One More Spring is a 1935 American comedy drama film about three people, played by Janet Gaynor, Warner Baxter, and Walter Woolf King, living together in a tool room at Central Park as an alternative to being homeless. The film was written by Edwin J. Burke from the Robert Nathan novel of the same name and directed by Henry King.

==Plot==
In New York City, Jaret Oktar's antiques shop fails. Actress Elizabeth Cheney attends the auction of his stock, just to pass the time and sit down, while concert violinist Morris Rosenberg shows up after it ends. All three are out of work and homeless. Otkar offers Rosenberg half of a bed Napoleon slept on (the only unsold item); they take it to the park on a pushcart and sleep on it outside under the stars. Meanwhile, Cheney sleeps on the subway.

While Otkar looks for a more permanent place for the bed, Rosenberg decides to practice. Cheney happens along and offers to pass the hat afterward. He is insulted at the thought of playing for pennies, but after she leaves, he swallows his pride. After a performance, street sweeper Mr. Sweeney expresses his desire to learn how to play a particular tune; seizing the opportunity, Otkar offers him lessons from Rosenberg for a place to put their bed. Sweeney has a tool room in a stable in the park.

After they settle in, Otkar goes looking for food. While trying to steal a cooked chicken from a fancy restaurant, he runs into Cheney, who has purloined some celery. Eventually, she persuades him to take her in. Rosenberg objects, but gives in.

The next day, Otkar has Rosenberg distract a zoo attendant with music so he can steal some of the meat intended for the lions. Afterward, Sweeney takes Rosenberg to the bank where his wife works and where they have their savings. Rosenberg envies Mr. Sheridan, the bank president, unaware that Sheridan has his own troubles: the bank is in danger of failing.

That night, Sheridan unsuccessfully begs an associate for help before the bank examiners check his books the next day. Sheridan's bank does indeed close, taking the Sweeneys' savings with it. The banker tries to drown himself, but the water is too shallow, and Otkar pulls him out of the mud. Otkar and Cheney persuade him to go back, face his depositors and try to salvage something.

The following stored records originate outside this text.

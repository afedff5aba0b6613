//! Barnes-Hut spatial index
//!
//! A quadtree (2D) or octree (3D) over the current node positions, stored
//! as an arena: cells live in one flat `Vec` and refer to their children by
//! index. The tree is rebuilt from scratch every tick it is needed, so the
//! arena is cleared and refilled rather than mutated in place.
//!
//! Each cell keeps the total mass and the mass-weighted centroid of the
//! bodies beneath it, updated incrementally on insertion. Queries walk the
//! tree from the root and treat a cell as one aggregate body once it is far
//! enough away relative to its size (the `theta` criterion).

use std::cell::RefCell;

use crate::node::{Dimensions, SimulationNode};

/// Padding added around the bounding square/cube
pub const TREE_PADDING: f64 = 1.0;

/// Depth past which bodies are chained in one leaf instead of split further
const MAX_DEPTH: usize = 48;

const NONE: u32 = u32::MAX;

/// One cell of the tree
#[derive(Debug, Clone)]
pub struct Cell {
    /// Minimum corner
    pub min: [f64; 3],
    /// Side length (cells are squares/cubes)
    pub size: f64,
    /// Total mass of the bodies below
    pub mass: f64,
    /// Mass-weighted centroid of the bodies below
    pub centroid: [f64; 3],
    /// Number of bodies below
    pub count: usize,
    children: [u32; 8],
    /// Head of the leaf's body chain, `NONE` for empty or internal cells
    body: u32,
    internal: bool,
}

impl Cell {
    fn new(min: [f64; 3], size: f64) -> Self {
        Self {
            min,
            size,
            mass: 0.0,
            centroid: [0.0; 3],
            count: 0,
            children: [NONE; 8],
            body: NONE,
            internal: false,
        }
    }

    pub fn is_leaf(&self) -> bool {
        !self.internal
    }

    /// Child cell indices that exist
    pub fn children(&self) -> impl Iterator<Item = usize> + '_ {
        self.children
            .iter()
            .filter(|&&c| c != NONE)
            .map(|&c| c as usize)
    }

    fn contains(&self, p: &[f64; 3], axes: usize) -> bool {
        (0..axes).all(|a| p[a] >= self.min[a] && p[a] <= self.min[a] + self.size)
    }
}

/// A body interaction produced by a query: offset from the target to the
/// interacting body (or cell centroid) and its mass.
#[derive(Debug, Clone, Copy, PartialEq)]
pub struct Interaction {
    pub offset: [f64; 3],
    pub mass: f64,
    /// Whether this is an aggregated cell rather than a single body
    pub aggregate: bool,
}

/// Arena-backed Barnes-Hut tree
#[derive(Debug, Clone, Default)]
pub struct SpatialTree {
    cells: Vec<Cell>,
    /// Per-node link to the next body in the same leaf
    next: Vec<u32>,
    dimensions: Dimensions,
    /// Traversal stack reused across queries
    stack: RefCell<Vec<usize>>,
}

impl SpatialTree {
    /// Build a tree over the given nodes
    pub fn build(nodes: &[SimulationNode], dimensions: Dimensions) -> Self {
        let mut tree = Self::default();
        tree.rebuild(nodes, dimensions);
        tree
    }

    /// Discard the current contents and rebuild from the nodes' positions
    pub fn rebuild(&mut self, nodes: &[SimulationNode], dimensions: Dimensions) {
        self.cells.clear();
        self.next.clear();
        self.next.resize(nodes.len(), NONE);
        self.dimensions = dimensions;

        let axes = dimensions.count();
        let mut lo = [f64::INFINITY; 3];
        let mut hi = [f64::NEG_INFINITY; 3];
        let mut placed = 0usize;
        for node in nodes {
            let p = position(node);
            if !(0..axes).all(|a| p[a].is_finite()) {
                continue;
            }
            for a in 0..axes {
                lo[a] = lo[a].min(p[a]);
                hi[a] = hi[a].max(p[a]);
            }
            placed += 1;
        }
        if placed == 0 {
            return;
        }

        let extent = (0..axes).map(|a| hi[a] - lo[a]).fold(0.0, f64::max);
        let size = extent + 2.0 * TREE_PADDING;
        let mut min = [0.0; 3];
        for a in 0..axes {
            min[a] = (lo[a] + hi[a]) * 0.5 - size * 0.5;
        }
        self.cells.push(Cell::new(min, size));

        for (i, node) in nodes.iter().enumerate() {
            let p = position(node);
            if (0..axes).all(|a| p[a].is_finite()) {
                self.insert(0, i as u32, nodes, 0);
            }
        }
    }

    pub fn is_empty(&self) -> bool {
        self.cells.is_empty()
    }

    /// Root cell, if any body was inserted
    pub fn root(&self) -> Option<&Cell> {
        self.cells.first()
    }

    pub fn cell(&self, index: usize) -> &Cell {
        &self.cells[index]
    }

    pub fn cells(&self) -> &[Cell] {
        &self.cells
    }

    /// Bodies chained in a leaf cell
    pub fn leaf_bodies(&self, index: usize) -> LeafBodies<'_> {
        LeafBodies {
            tree: self,
            current: self.cells[index].body,
        }
    }

    fn insert(&mut self, cell: usize, body: u32, nodes: &[SimulationNode], depth: usize) {
        let p = position(&nodes[body as usize]);
        let m = nodes[body as usize].mass;
        self.add_mass(cell, &p, m);

        if self.cells[cell].internal {
            self.descend(cell, body, nodes, depth);
            return;
        }

        let head = self.cells[cell].body;
        if head == NONE {
            self.cells[cell].body = body;
            return;
        }

        let axes = self.dimensions.count();
        let existing = position(&nodes[head as usize]);
        if depth >= MAX_DEPTH || (0..axes).all(|a| existing[a] == p[a]) {
            self.next[body as usize] = head;
            self.cells[cell].body = body;
            return;
        }

        // Occupied leaf becomes internal: push its chain down, then the new body.
        self.cells[cell].body = NONE;
        self.cells[cell].internal = true;
        let mut current = head;
        while current != NONE {
            let following = self.next[current as usize];
            self.next[current as usize] = NONE;
            self.descend(cell, current, nodes, depth);
            current = following;
        }
        self.descend(cell, body, nodes, depth);
    }

    fn descend(&mut self, cell: usize, body: u32, nodes: &[SimulationNode], depth: usize) {
        let p = position(&nodes[body as usize]);
        let (slot, child_min, half) = {
            let c = &self.cells[cell];
            let half = c.size * 0.5;
            let mut slot = 0;
            let mut child_min = c.min;
            for a in 0..self.dimensions.count() {
                if p[a] >= c.min[a] + half {
                    slot |= 1 << a;
                    child_min[a] += half;
                }
            }
            (slot, child_min, half)
        };

        let child = match self.cells[cell].children[slot] {
            NONE => {
                let index = self.cells.len();
                self.cells.push(Cell::new(child_min, half));
                self.cells[cell].children[slot] = index as u32;
                index
            }
            existing => existing as usize,
        };
        self.insert(child, body, nodes, depth + 1);
    }

    fn add_mass(&mut self, cell: usize, p: &[f64; 3], m: f64) {
        let c = &mut self.cells[cell];
        c.count += 1;
        let total = c.mass + m;
        if total > 0.0 {
            for a in 0..3 {
                c.centroid[a] = (c.centroid[a] * c.mass + p[a] * m) / total;
            }
        } else if c.count == 1 {
            c.centroid = *p;
        }
        c.mass = total;
    }

    /// Visit the interactions acting on `target` under the Barnes-Hut
    /// criterion. A cell is aggregated when `size² < theta² · d²` and the
    /// target lies outside it; leaves always report their bodies
    /// individually, skipping the target itself.
    pub fn for_each_interaction(
        &self,
        target: usize,
        nodes: &[SimulationNode],
        theta: f64,
        mut visit: impl FnMut(Interaction),
    ) {
        if self.cells.is_empty() {
            return;
        }
        let axes = self.dimensions.count();
        let p = position(&nodes[target]);
        let theta2 = theta * theta;
        // A nested query finds the slot empty and allocates its own stack.
        let mut stack = self.stack.take();
        stack.clear();
        stack.push(0);

        while let Some(index) = stack.pop() {
            let cell = &self.cells[index];
            if cell.count == 0 {
                continue;
            }

            if cell.is_leaf() {
                for body in self.leaf_bodies(index) {
                    if body == target {
                        continue;
                    }
                    let q = position(&nodes[body]);
                    let mut offset = [0.0; 3];
                    for a in 0..axes {
                        offset[a] = q[a] - p[a];
                    }
                    visit(Interaction {
                        offset,
                        mass: nodes[body].mass,
                        aggregate: false,
                    });
                }
                continue;
            }

            let mut offset = [0.0; 3];
            let mut d2 = 0.0;
            for a in 0..axes {
                offset[a] = cell.centroid[a] - p[a];
                d2 += offset[a] * offset[a];
            }

            if !cell.contains(&p, axes) && cell.size * cell.size < theta2 * d2 {
                if cell.mass > 0.0 {
                    visit(Interaction {
                        offset,
                        mass: cell.mass,
                        aggregate: true,
                    });
                }
                continue;
            }
            stack.extend(cell.children());
        }
        self.stack.replace(stack);
    }
}

/// Iterator over the bodies chained in one leaf
pub struct LeafBodies<'a> {
    tree: &'a SpatialTree,
    current: u32,
}

impl Iterator for LeafBodies<'_> {
    type Item = usize;

    fn next(&mut self) -> Option<usize> {
        if self.current == NONE {
            return None;
        }
        let body = self.current as usize;
        self.current = self.tree.next[body];
        Some(body)
    }
}

fn position(node: &SimulationNode) -> [f64; 3] {
    [node.x, node.y, node.z]
}

#[cfg(test)]
mod tests {
    use super::*;

    fn nodes_2d(points: &[(f64, f64)]) -> Vec<SimulationNode> {
        points
            .iter()
            .enumerate()
            .map(|(i, &(x, y))| {
                let mut n = SimulationNode::new(format!("n{i}")).with_position(x, y);
                n.index = i;
                n
            })
            .collect()
    }

    #[test]
    fn empty_tree_has_no_root() {
        let tree = SpatialTree::build(&[], Dimensions::Two);
        assert!(tree.is_empty());
        assert!(tree.root().is_none());
    }

    #[test]
    fn root_aggregates_mass_and_centroid() {
        let mut nodes = nodes_2d(&[(0.0, 0.0), (10.0, 0.0), (0.0, 30.0)]);
        nodes[2].mass = 2.0;
        let tree = SpatialTree::build(&nodes, Dimensions::Two);
        let root = tree.root().unwrap();

        assert_eq!(root.count, 3);
        assert!((root.mass - 4.0).abs() < 1e-12);
        assert!((root.centroid[0] - 2.5).abs() < 1e-12);
        assert!((root.centroid[1] - 15.0).abs() < 1e-12);
    }

    #[test]
    fn bounding_cell_is_square_and_padded() {
        let nodes = nodes_2d(&[(0.0, 0.0), (100.0, 10.0)]);
        let tree = SpatialTree::build(&nodes, Dimensions::Two);
        let root = tree.root().unwrap();

        assert!((root.size - (100.0 + 2.0 * TREE_PADDING)).abs() < 1e-12);
        assert!(root.min[0] <= 0.0 && root.min[0] + root.size >= 100.0);
        assert!(root.min[1] <= 0.0 && root.min[1] + root.size >= 10.0);
    }

    #[test]
    fn every_body_lands_in_exactly_one_leaf() {
        let points: Vec<(f64, f64)> = (0..50)
            .map(|i| ((i * 37 % 101) as f64, (i * 53 % 89) as f64))
            .collect();
        let nodes = nodes_2d(&points);
        let tree = SpatialTree::build(&nodes, Dimensions::Two);

        let mut seen = vec![0; nodes.len()];
        for (index, cell) in tree.cells().iter().enumerate() {
            if cell.is_leaf() {
                for body in tree.leaf_bodies(index) {
                    seen[body] += 1;
                }
            }
        }
        assert!(seen.iter().all(|&c| c == 1));
    }

    #[test]
    fn quadtree_cells_have_at_most_four_children() {
        let nodes = nodes_2d(&[(0.0, 0.0), (10.0, 0.0), (0.0, 10.0), (10.0, 10.0), (5.0, 5.0)]);
        let tree = SpatialTree::build(&nodes, Dimensions::Two);
        assert!(tree.cells().iter().all(|c| c.children().count() <= 4));
    }

    #[test]
    fn octree_uses_depth_axis() {
        let nodes: Vec<SimulationNode> = [(0.0, 0.0, 0.0), (0.0, 0.0, 10.0)]
            .iter()
            .enumerate()
            .map(|(i, &(x, y, z))| SimulationNode::new(format!("n{i}")).with_position_3d(x, y, z))
            .collect();
        let tree = SpatialTree::build(&nodes, Dimensions::Three);
        let root = tree.root().unwrap();
        let children: Vec<usize> = root.children().collect();

        assert_eq!(children.len(), 2);
        assert!((root.centroid[2] - 5.0).abs() < 1e-12);
    }

    #[test]
    fn coincident_bodies_share_a_leaf() {
        let nodes = nodes_2d(&[(3.0, 3.0), (3.0, 3.0), (3.0, 3.0)]);
        let tree = SpatialTree::build(&nodes, Dimensions::Two);

        assert_eq!(tree.cells().len(), 1);
        assert_eq!(tree.leaf_bodies(0).count(), 3);
        assert_eq!(tree.root().unwrap().mass, 3.0);
    }

    #[test]
    fn query_skips_target_and_reaches_everyone_else() {
        let nodes = nodes_2d(&[(0.0, 0.0), (10.0, 0.0), (20.0, 5.0), (-4.0, 8.0)]);
        let tree = SpatialTree::build(&nodes, Dimensions::Two);

        let mut mass = 0.0;
        tree.for_each_interaction(0, &nodes, 0.0, |i| {
            assert!(!i.aggregate);
            assert!(i.offset != [0.0; 3]);
            mass += i.mass;
        });
        assert_eq!(mass, 3.0);
    }

    #[test]
    fn distant_cluster_is_aggregated() {
        let mut points = vec![(0.0, 0.0)];
        points.extend((0..10).map(|i| (1000.0 + i as f64, 1000.0 + (i % 3) as f64)));
        let nodes = nodes_2d(&points);
        let tree = SpatialTree::build(&nodes, Dimensions::Two);

        let mut interactions = Vec::new();
        tree.for_each_interaction(0, &nodes, 0.9, |i| interactions.push(i));

        assert!(interactions.iter().any(|i| i.aggregate));
        let total: f64 = interactions.iter().map(|i| i.mass).sum();
        assert!((total - 10.0).abs() < 1e-9);
    }

    #[test]
    fn repeated_queries_see_the_same_interactions() {
        let nodes = nodes_2d(&[(0.0, 0.0), (10.0, 0.0), (20.0, 5.0), (-4.0, 8.0), (300.0, 2.0)]);
        let tree = SpatialTree::build(&nodes, Dimensions::Two);

        let collect = |target| {
            let mut out = Vec::new();
            tree.for_each_interaction(target, &nodes, 0.9, |i| out.push(i));
            out
        };
        let first = collect(0);
        assert_eq!(collect(0), first);
        assert_eq!(collect(4), collect(4));
        assert_eq!(collect(0), first);
    }

    #[test]
    fn nested_query_inside_visitor_is_complete() {
        let nodes = nodes_2d(&[(0.0, 0.0), (10.0, 0.0), (20.0, 5.0)]);
        let tree = SpatialTree::build(&nodes, Dimensions::Two);

        let mut outer = 0;
        let mut inner = 0;
        tree.for_each_interaction(0, &nodes, 0.0, |_| {
            outer += 1;
            tree.for_each_interaction(1, &nodes, 0.0, |_| inner += 1);
        });
        assert_eq!(outer, 2);
        assert_eq!(inner, 4);
    }
}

The trio make it through the winter. When spring comes, Rosenberg has exciting news. He has gotten work with a symphony orchestra out of town. When he leaves, Otkar decides it would not be right for an unmarried man and woman to live together, so he decides to head south and leave the place and the bed to Cheney. Then Sheridan shows up. The government is going to bail out his bank, and the Sweeneys will not lose their savings. Furthermore, he wants to buy the bed. With the proceeds, Otkar finally has something to offer Cheney; he calls her "darling" for the first time and embraces her.

==Cast==

- Janet Gaynor as Elizabeth Cheney
- Warner Baxter as Jaret Otkar
- Walter Woolf King as Morris Rosenberg (billed as Walter King)
- Jane Darwell as Mrs. [Mary] Sweeney
- Roger Imhof as Mr. [Michael] Sweeney
- Grant Mitchell as Mr. Sheridan
- Rosemary Ames as Miss Weber
- John Qualen as Auctioneer
- Dick Foran as Park Policeman
- Stepin Fetchit as Zoo Attendant
- Astrid Allwyn as Girl at Auction
- Lee Kohlmar as Flute Player
- Charles Lane as Representative (uncredited)
- William H. Strauss as Jewish Man (uncredited)

==Reception==
Andre Sennwald gave the movie a highly favorable review in The New York Times, describing it as "a wryly amusing and warmly sentimental screen comedy, skillfully adapted by Edwin Burke and expertly directed by Henry King." While he praised the two stars, he wrote that "the most enkindling performances in "One More Spring," however, are provided by less eminent players", singling out King, Imhof, Darwell and Fetchit.

==Radio adaptation==
One More Spring was presented on Lux Summer Theatre June 29, 1953. Jeanne Crain starred in the one-hour adaptation.